What is needed:
If a line in the listing below contains "prepared", return that line.

Dataset:

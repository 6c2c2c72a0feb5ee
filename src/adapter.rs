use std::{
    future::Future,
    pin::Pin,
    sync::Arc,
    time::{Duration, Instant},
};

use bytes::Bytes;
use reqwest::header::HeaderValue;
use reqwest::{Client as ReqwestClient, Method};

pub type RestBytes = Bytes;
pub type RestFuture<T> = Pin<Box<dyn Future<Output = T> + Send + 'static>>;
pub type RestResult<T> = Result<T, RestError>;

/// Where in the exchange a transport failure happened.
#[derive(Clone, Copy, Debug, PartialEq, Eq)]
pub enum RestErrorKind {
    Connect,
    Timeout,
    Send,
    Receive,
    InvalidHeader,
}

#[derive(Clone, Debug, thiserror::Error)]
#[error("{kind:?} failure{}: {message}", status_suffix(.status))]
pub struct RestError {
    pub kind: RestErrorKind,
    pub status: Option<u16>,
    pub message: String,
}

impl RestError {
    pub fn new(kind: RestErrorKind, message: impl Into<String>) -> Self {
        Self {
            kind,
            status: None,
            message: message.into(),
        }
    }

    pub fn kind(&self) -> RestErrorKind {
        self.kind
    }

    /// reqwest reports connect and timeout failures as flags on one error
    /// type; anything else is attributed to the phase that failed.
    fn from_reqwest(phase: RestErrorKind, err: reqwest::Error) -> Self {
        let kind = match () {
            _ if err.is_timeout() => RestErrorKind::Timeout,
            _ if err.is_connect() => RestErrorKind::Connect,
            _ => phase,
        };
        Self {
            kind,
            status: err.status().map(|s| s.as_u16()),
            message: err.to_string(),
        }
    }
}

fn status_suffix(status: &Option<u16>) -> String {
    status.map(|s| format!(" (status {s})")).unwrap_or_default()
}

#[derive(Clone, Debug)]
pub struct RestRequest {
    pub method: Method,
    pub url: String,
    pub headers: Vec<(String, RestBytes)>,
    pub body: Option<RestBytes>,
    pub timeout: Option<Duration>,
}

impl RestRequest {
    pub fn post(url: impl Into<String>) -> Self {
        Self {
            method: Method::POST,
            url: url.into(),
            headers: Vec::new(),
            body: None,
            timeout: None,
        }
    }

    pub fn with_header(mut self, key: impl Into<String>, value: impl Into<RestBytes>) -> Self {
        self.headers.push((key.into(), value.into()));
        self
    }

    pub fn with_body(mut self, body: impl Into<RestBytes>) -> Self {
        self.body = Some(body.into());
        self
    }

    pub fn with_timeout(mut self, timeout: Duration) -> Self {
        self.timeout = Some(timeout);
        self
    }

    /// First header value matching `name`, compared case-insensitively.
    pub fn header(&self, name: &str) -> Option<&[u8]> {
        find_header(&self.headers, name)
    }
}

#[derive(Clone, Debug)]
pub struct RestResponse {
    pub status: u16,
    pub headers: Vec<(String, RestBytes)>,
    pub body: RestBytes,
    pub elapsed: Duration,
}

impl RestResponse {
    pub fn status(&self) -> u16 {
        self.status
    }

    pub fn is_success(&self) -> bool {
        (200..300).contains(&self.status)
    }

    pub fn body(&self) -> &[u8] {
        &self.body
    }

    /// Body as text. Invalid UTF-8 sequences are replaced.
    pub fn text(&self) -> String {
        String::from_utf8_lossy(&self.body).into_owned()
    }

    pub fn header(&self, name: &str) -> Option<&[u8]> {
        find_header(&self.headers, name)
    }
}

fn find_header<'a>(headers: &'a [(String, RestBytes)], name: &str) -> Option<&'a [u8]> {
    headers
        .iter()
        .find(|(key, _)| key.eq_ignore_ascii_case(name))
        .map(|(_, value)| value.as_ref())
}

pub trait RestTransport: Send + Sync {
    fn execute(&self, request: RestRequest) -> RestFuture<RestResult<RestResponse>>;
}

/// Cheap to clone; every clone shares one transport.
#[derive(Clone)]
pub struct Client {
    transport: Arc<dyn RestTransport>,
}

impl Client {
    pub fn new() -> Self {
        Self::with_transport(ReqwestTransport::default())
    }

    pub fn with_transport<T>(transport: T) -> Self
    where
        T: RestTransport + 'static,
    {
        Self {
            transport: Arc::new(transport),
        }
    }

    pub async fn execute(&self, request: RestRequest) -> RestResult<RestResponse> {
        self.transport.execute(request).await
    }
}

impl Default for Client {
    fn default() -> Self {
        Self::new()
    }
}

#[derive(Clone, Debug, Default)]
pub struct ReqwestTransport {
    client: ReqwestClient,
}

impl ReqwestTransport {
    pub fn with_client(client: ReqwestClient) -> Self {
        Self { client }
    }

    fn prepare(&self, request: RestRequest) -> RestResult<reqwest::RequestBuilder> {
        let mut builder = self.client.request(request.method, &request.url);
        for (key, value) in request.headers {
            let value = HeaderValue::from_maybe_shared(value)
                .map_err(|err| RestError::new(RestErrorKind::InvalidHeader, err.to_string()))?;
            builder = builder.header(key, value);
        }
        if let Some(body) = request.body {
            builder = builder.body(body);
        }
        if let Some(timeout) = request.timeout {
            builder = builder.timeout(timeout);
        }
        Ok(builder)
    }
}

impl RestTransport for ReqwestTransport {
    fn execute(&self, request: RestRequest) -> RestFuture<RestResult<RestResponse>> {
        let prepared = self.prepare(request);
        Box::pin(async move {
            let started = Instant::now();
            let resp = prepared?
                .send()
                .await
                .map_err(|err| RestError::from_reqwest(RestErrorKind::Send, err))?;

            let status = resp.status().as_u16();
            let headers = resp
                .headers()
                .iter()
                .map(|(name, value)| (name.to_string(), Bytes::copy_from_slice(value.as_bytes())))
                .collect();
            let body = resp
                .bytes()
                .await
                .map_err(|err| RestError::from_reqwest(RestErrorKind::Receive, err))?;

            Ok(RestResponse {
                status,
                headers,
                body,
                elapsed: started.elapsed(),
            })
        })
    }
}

Final answer:
        let prepared = self.prepare(request);
            let resp = prepared?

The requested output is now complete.